Recorded information START

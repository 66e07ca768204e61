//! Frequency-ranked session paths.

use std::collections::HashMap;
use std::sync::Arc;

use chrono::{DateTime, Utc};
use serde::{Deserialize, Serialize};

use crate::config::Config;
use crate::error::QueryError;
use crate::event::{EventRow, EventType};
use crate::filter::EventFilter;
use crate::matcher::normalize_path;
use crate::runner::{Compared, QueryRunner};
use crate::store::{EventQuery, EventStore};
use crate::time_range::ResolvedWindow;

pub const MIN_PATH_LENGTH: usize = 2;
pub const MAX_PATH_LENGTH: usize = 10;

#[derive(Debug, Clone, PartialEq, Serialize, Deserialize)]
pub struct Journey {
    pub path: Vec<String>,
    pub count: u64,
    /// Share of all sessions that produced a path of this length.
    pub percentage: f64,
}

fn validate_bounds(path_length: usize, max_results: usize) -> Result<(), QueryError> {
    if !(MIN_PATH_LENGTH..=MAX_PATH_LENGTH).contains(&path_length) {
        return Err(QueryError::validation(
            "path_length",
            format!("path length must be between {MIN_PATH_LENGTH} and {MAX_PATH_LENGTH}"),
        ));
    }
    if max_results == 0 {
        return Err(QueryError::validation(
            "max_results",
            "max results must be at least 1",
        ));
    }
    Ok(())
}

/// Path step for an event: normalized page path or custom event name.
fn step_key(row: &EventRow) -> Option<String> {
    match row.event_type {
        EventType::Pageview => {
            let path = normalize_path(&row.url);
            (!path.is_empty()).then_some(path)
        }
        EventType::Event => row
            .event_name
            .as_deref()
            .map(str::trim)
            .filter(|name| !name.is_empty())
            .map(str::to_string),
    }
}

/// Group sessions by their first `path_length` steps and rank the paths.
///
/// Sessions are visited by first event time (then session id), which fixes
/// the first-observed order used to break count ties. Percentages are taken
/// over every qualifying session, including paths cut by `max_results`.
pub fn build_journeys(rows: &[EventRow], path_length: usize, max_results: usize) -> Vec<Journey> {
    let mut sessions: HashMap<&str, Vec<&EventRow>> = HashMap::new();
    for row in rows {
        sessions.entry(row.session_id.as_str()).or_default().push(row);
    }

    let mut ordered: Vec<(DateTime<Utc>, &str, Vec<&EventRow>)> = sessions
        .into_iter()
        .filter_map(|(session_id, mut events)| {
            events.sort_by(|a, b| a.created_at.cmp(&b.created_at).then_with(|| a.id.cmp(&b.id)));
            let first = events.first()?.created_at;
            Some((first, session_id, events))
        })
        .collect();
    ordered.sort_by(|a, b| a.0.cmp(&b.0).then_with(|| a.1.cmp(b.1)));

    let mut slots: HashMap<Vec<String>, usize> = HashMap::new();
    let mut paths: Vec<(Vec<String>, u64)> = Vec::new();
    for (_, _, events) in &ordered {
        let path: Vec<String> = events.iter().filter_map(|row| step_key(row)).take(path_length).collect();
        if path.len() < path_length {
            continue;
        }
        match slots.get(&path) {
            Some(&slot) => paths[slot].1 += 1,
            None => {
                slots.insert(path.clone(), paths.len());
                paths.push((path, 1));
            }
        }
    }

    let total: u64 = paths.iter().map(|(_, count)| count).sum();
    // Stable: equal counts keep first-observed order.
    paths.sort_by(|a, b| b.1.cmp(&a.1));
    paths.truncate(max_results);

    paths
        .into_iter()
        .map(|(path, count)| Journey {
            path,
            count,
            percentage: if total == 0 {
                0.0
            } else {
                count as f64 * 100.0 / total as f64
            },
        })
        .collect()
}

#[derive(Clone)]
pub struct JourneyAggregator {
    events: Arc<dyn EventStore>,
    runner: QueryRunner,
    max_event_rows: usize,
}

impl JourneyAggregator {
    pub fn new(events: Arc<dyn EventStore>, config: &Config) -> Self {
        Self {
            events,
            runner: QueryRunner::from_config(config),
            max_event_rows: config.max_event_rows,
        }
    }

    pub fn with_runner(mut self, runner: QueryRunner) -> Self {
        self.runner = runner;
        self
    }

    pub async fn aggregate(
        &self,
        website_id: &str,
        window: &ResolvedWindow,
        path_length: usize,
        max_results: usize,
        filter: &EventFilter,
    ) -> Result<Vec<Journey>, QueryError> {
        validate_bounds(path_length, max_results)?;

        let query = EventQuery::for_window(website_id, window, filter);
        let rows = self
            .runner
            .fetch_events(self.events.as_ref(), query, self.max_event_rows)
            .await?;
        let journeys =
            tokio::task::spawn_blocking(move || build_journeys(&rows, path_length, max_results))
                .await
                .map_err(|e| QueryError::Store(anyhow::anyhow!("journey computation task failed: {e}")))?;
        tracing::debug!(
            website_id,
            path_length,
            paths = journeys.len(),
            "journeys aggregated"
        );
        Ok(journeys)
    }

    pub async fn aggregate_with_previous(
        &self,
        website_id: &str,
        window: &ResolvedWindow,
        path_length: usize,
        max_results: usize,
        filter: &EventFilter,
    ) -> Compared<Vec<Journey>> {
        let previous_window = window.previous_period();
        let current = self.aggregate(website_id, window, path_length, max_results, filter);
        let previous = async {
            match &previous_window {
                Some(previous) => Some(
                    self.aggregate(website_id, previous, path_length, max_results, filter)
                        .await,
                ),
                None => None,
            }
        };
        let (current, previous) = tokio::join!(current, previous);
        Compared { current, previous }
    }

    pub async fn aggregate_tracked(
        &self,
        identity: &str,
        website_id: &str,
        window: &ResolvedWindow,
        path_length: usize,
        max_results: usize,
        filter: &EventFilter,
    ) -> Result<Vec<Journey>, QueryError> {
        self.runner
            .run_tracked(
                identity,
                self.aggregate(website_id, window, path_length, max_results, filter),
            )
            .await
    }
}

Recorded information END

_What you will do_
Read each line of the material, and wherever the word "EventRow" turns up, copy that line.

_Exercise answer_
use crate::event::{EventRow, EventType};
fn step_key(row: &EventRow) -> Option<String> {
pub fn build_journeys(rows: &[EventRow], path_length: usize, max_results: usize) -> Vec<Journey> {
    let mut sessions: HashMap<&str, Vec<&EventRow>> = HashMap::new();
    let mut ordered: Vec<(DateTime<Utc>, &str, Vec<&EventRow>)> = sessions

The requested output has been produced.